Is your dad afraid of your brother? You might want to get APS involved to check that out. Maybe they could warn your brother of the consequences of elder financial abuse.
Perhaps you could get Dad to an Elder Law attorney to prepare for possible Medicaid needs, living will, etc., and let the attorney explain to him the pitfalls of what he's doing, and also warn your brother in writing to knock it off.
After she moved in, I noticed she couldn't manage her checkbook and was suffering more mental decline than was visible during visits. We went to the bank and had my name added to Mom's checking account. I put a stop to the payments to my brother and explained to her that she'd soon need in-home care and she had to save her money for that as brother certainly would not be able to help. She didn't object much, so I think she knew on some level that my brother was taking advantage of her. Sending him money had just become a habit, like paying any other bill.

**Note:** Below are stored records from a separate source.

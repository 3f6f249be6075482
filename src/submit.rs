use serde::Serialize;
use thiserror::Error;
use tracing::instrument;
use url::Url;
use uuid::Uuid;

pub const DEFAULT_BASE_URL: &str = "http://localhost:8000";
const SCORE_PATH: &str = "/onboarding/score";

/// Payload handed to the account backend once a session completes.
#[derive(Debug, Clone, Serialize)]
pub struct ScoreReport {
    pub session_id: Uuid,
    pub score: u8,
}

#[derive(Debug, Error)]
pub enum SubmitError {
    #[error("HTTP request failed: {0}")]
    Http(#[from] ureq::Error),
    #[error("failed to read the response body: {0}")]
    Io(#[from] std::io::Error),
    #[error("the account API returned an error: {status}")]
    Server { status: u16 },
    #[error("invalid account API base URL: {0}")]
    BadBaseUrl(#[from] url::ParseError),
}

pub trait SubmitScore {
    fn submit_score(&self, report: &ScoreReport) -> Result<(), SubmitError>;
}

/// Blocking client for the account backend. Failures here never touch the
/// session itself; the caller keeps its completed state and may retry.
pub struct ApiClient {
    endpoint: Url,
    token: Option<String>,
}

impl ApiClient {
    pub fn new(base_url: &str, token: Option<String>) -> Result<Self, SubmitError> {
        let endpoint = Url::parse(base_url)?.join(SCORE_PATH)?;
        Ok(Self { endpoint, token })
    }

    pub fn from_env() -> Result<Self, SubmitError> {
        let base = std::env::var("API_BASE_URL").unwrap_or_else(|_| DEFAULT_BASE_URL.to_owned());
        let token = std::env::var("API_TOKEN").ok();
        Self::new(&base, token)
    }
}

impl SubmitScore for ApiClient {
    #[instrument(level = "info", skip(self, report))]
    fn submit_score(&self, report: &ScoreReport) -> Result<(), SubmitError> {
        let mut request = ureq::post(self.endpoint.as_str()).set("Content-Type", "application/json");
        if let Some(token) = &self.token {
            request = request.set("Authorization", &format!("Bearer {token}"));
        }

        let response = request.send_json(report).map_err(|e| match e {
            ureq::Error::Status(code, _) => SubmitError::Server { status: code },
            other => SubmitError::Http(other),
        })?;

        log::info!(
            "score {} for session {} acknowledged with {}",
            report.score,
            report.session_id,
            response.status()
        );
        Ok(())
    }
}

#[cfg(test)]
mod tests {
    use super::*;

    #[test]
    fn builds_the_score_endpoint_from_the_base_url() {
        let client = ApiClient::new("http://localhost:8000", None).unwrap();
        assert_eq!(client.endpoint.as_str(), "http://localhost:8000/onboarding/score");
    }

    #[test]
    fn rejects_an_unparseable_base_url() {
        assert!(matches!(
            ApiClient::new("not a url", None),
            Err(SubmitError::BadBaseUrl(_))
        ));
    }

    #[test]
    fn reports_serialize_with_snake_case_fields() {
        let report = ScoreReport {
            session_id: Uuid::nil(),
            score: 83,
        };
        let json = serde_json::to_value(&report).unwrap();
        assert_eq!(json["score"], 83);
        assert_eq!(json["session_id"], "00000000-0000-0000-0000-000000000000");
    }
}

Guess what? Eighteen months later, my brother and his wife are managing just fine (though he still complains to Mom about money in every telephone conversation). Mom has been able to treat herself to some clothes and go to the dentist. She has accumulated enough money to cover at least some of her upcoming nursing needs.

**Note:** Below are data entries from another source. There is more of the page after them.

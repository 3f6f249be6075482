use thiserror::Error;
use tracing::instrument;
use uuid::Uuid;

use crate::answer::{Answer, AnswerError, AnswerStore};
use crate::quiz::{Question, QuestionCatalog};
use crate::score::{self, ScoreError};
use crate::state::SessionState;
use crate::SessionResult;

#[derive(Debug, Error)]
pub enum SessionError {
    #[error("invalid answer: {0}")]
    InvalidAnswer(#[from] AnswerError),
    #[error("'{operation}' is not allowed while the session is {state}")]
    InvalidState {
        operation: &'static str,
        state: &'static str,
    },
    #[error(transparent)]
    Scoring(#[from] ScoreError),
}

/// What a successful submission did to the session.
#[derive(Debug, Clone, Copy, PartialEq, Eq)]
pub enum SubmitOutcome {
    Next(usize),
    Complete { score: u8 },
}

/// Drives one onboarding session over a fixed catalog. Advancement happens
/// only through a successfully validated submission, so a session that
/// reaches `Complete` holds an answer for every catalog index.
#[derive(Debug)]
pub struct QuizRunner {
    session_id: Uuid,
    catalog: QuestionCatalog,
    answers: AnswerStore,
    state: SessionState,
}

impl QuizRunner {
    pub fn new(catalog: QuestionCatalog) -> Self {
        Self {
            session_id: Uuid::new_v4(),
            catalog,
            answers: AnswerStore::new(),
            state: SessionState::NotStarted,
        }
    }

    pub fn session_id(&self) -> Uuid {
        self.session_id
    }

    pub fn catalog(&self) -> &QuestionCatalog {
        &self.catalog
    }

    pub fn state(&self) -> SessionState {
        self.state
    }

    pub fn current_question(&self) -> Option<&Question> {
        match self.state {
            SessionState::InProgress { current } => self.catalog.get(current),
            _ => None,
        }
    }

    pub fn progress(&self) -> Option<(usize, usize)> {
        match self.state {
            SessionState::InProgress { current } => Some((current, self.catalog.len())),
            _ => None,
        }
    }

    pub fn score(&self) -> Option<u8> {
        match self.state {
            SessionState::Complete { score } => Some(score),
            _ => None,
        }
    }

    #[instrument(level = "info", skip(self))]
    pub fn start(&mut self) -> SessionResult<()> {
        match self.state {
            SessionState::NotStarted => {
                self.session_id = Uuid::new_v4();
                self.state = SessionState::InProgress { current: 0 };
                log::info!(
                    "session {} started with {} questions",
                    self.session_id,
                    self.catalog.len()
                );
                Ok(())
            }
            state => Err(SessionError::InvalidState {
                operation: "start",
                state: state.name(),
            }),
        }
    }

    #[instrument(level = "info", skip(self, value))]
    pub fn submit_answer(&mut self, value: Answer) -> SessionResult<SubmitOutcome> {
        let current = match self.state {
            SessionState::InProgress { current } => current,
            state => {
                return Err(SessionError::InvalidState {
                    operation: "submit_answer",
                    state: state.name(),
                })
            }
        };

        self.answers.record(&self.catalog, current, value)?;

        if current + 1 == self.catalog.len() {
            let score = match score::health_score(&self.catalog, &self.answers) {
                Ok(score) => score,
                Err(e) => {
                    log::error!("session {} finished with an unscorable store: {e}", self.session_id);
                    return Err(e.into());
                }
            };
            self.state = SessionState::Complete { score };
            log::info!("session {} complete with health score {score}", self.session_id);
            Ok(SubmitOutcome::Complete { score })
        } else {
            self.state = SessionState::InProgress { current: current + 1 };
            Ok(SubmitOutcome::Next(current + 1))
        }
    }

    #[instrument(level = "info", skip(self))]
    pub fn reset(&mut self) -> SessionResult<()> {
        match self.state {
            SessionState::Complete { .. } => {
                self.answers.clear();
                self.state = SessionState::NotStarted;
                log::info!("session {} reset", self.session_id);
                Ok(())
            }
            state => Err(SessionError::InvalidState {
                operation: "reset",
                state: state.name(),
            }),
        }
    }
}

Moochers are manipulators, pure and simple. The sooner they are stopped, the better for our parents.
that it would be one less headache for him to take care of, as it needs to be balanced monthly and hasn't been in a while. explain to dad that he only receives a certain amount of money per month and it needs to be regulated properly monthly so that he doesn't extend himself.
i don't think you can take dads check book away from him if he says no, unless he is incompetent and can not handle it properly.
with my parents who both were had dementia at the same time, i did just that. he understood and i also was his POA.
good luck...
My brother and sister essentially cleaned out my parent's bank accounts and equity in their home and of course, this was never paid back. And they also got the most "royal" treatment from Mother.
The rest of us sibs did not know this was an ongoing thing, and we certainly would have put a stop to it, had we known.
Dad set things up prior to his passing that allows Mother to only write checks up to a certain amt and then it requires responsible brother to cosign. She shops all in cash now, however, once the mooching brother died, we all breathed a HUGE sigh of relief. He would have taken everything single thing she had if given half a chance.
It seems to me that the person to confront is your brother. What does he think he's doing, leaning on a gentleman of 93 like this?
Your father, if fully informed about your brother's condition, might have set up a Special Needs Trust for brother for when he dies and can no longer help your brother.
From the outside, it does look like brother is a leech, but rather, he is likely a dependent due to Aspergers condition, and you, like the general public do not understand, but you can learn. Does he live independently? You can look into "Supported Housing" for brother.